__Work to complete__:
Copy each line from the entries that the word "derive" appears in.

━━ Given records

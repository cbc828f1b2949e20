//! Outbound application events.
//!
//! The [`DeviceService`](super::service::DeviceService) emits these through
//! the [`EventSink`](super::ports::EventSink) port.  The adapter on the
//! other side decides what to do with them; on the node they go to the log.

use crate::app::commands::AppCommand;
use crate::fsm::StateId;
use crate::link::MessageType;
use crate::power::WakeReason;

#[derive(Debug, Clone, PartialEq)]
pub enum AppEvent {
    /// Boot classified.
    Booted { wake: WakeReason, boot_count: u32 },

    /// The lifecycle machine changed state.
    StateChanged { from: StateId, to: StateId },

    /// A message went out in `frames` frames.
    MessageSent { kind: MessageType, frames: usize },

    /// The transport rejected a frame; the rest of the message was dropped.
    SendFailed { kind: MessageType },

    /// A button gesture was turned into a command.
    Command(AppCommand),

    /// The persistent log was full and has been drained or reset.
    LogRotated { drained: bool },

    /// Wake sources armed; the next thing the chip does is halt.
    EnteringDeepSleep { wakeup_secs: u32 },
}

━━━━
━━ Given records

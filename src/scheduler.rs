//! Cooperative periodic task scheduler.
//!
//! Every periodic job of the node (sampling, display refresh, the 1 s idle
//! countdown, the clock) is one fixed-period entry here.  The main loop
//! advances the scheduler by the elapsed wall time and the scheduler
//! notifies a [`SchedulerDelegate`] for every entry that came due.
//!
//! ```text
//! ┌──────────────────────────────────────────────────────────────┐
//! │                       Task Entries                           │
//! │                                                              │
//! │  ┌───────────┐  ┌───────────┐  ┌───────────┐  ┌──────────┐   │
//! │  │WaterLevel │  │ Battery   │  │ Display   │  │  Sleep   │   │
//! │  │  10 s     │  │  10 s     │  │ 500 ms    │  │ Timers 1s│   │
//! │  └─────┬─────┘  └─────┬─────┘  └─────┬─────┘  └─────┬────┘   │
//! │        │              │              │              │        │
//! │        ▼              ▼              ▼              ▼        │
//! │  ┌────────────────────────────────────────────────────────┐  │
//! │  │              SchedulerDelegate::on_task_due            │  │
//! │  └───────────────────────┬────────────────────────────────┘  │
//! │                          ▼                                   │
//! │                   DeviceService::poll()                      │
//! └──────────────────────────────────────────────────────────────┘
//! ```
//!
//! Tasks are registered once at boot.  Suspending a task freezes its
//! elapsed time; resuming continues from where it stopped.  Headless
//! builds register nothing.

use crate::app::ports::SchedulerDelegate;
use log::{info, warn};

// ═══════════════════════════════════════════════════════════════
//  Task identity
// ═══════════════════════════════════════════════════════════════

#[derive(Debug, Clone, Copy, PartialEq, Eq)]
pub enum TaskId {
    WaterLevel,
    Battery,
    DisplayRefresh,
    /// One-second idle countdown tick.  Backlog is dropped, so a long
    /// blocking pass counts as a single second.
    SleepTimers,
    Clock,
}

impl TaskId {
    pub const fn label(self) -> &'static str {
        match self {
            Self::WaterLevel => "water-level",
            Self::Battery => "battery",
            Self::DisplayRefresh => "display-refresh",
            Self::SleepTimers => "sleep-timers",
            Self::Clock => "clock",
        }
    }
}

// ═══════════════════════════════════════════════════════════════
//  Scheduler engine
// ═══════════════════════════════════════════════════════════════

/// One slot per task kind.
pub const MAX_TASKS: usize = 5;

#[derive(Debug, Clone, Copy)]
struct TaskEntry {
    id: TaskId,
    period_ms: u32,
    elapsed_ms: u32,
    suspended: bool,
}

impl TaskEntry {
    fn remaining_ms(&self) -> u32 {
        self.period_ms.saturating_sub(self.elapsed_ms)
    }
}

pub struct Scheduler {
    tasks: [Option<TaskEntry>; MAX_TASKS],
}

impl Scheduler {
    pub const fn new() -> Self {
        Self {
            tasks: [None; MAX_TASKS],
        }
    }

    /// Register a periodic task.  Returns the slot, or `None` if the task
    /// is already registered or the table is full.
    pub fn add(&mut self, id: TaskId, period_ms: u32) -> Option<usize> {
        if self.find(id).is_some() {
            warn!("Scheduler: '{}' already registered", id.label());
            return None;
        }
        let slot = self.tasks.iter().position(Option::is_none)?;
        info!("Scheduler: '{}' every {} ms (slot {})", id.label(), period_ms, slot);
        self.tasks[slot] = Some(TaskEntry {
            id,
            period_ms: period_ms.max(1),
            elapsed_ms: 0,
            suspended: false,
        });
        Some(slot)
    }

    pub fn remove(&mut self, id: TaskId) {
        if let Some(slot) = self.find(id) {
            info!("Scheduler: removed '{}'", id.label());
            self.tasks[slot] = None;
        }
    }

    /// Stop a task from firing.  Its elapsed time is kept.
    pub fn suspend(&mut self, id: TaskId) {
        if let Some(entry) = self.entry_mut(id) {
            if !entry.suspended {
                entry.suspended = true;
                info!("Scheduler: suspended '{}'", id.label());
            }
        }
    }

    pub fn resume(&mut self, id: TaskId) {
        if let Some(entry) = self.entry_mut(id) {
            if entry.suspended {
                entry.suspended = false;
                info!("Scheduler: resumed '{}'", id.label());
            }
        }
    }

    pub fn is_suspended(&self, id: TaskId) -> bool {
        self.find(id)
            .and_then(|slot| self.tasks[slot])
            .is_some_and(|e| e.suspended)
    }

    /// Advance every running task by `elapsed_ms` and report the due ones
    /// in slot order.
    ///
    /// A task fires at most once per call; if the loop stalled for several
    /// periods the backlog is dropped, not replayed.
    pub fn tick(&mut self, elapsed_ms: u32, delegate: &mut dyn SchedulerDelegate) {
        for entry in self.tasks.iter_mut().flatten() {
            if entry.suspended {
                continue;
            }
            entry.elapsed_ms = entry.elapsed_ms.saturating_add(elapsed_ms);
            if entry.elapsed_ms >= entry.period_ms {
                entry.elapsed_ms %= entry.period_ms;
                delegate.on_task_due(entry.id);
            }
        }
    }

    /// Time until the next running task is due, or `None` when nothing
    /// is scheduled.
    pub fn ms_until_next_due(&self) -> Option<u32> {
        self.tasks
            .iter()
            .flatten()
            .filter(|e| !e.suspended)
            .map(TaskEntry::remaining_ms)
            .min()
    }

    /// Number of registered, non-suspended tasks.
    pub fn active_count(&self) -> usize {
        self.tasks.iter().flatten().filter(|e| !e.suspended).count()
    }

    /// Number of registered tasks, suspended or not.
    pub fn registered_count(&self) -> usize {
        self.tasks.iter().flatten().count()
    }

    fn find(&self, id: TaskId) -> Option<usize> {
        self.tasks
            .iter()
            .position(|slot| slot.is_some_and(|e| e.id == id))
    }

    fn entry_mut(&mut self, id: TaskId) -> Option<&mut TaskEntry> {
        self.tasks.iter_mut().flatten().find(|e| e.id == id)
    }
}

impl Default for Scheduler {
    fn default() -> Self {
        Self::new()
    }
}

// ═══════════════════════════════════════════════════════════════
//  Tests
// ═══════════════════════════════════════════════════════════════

━━━━

__Task answer__:
#[derive(Debug, Clone, PartialEq)]
#[derive(Debug, Clone, Copy, PartialEq, Eq)]
#[derive(Debug, Clone, Copy)]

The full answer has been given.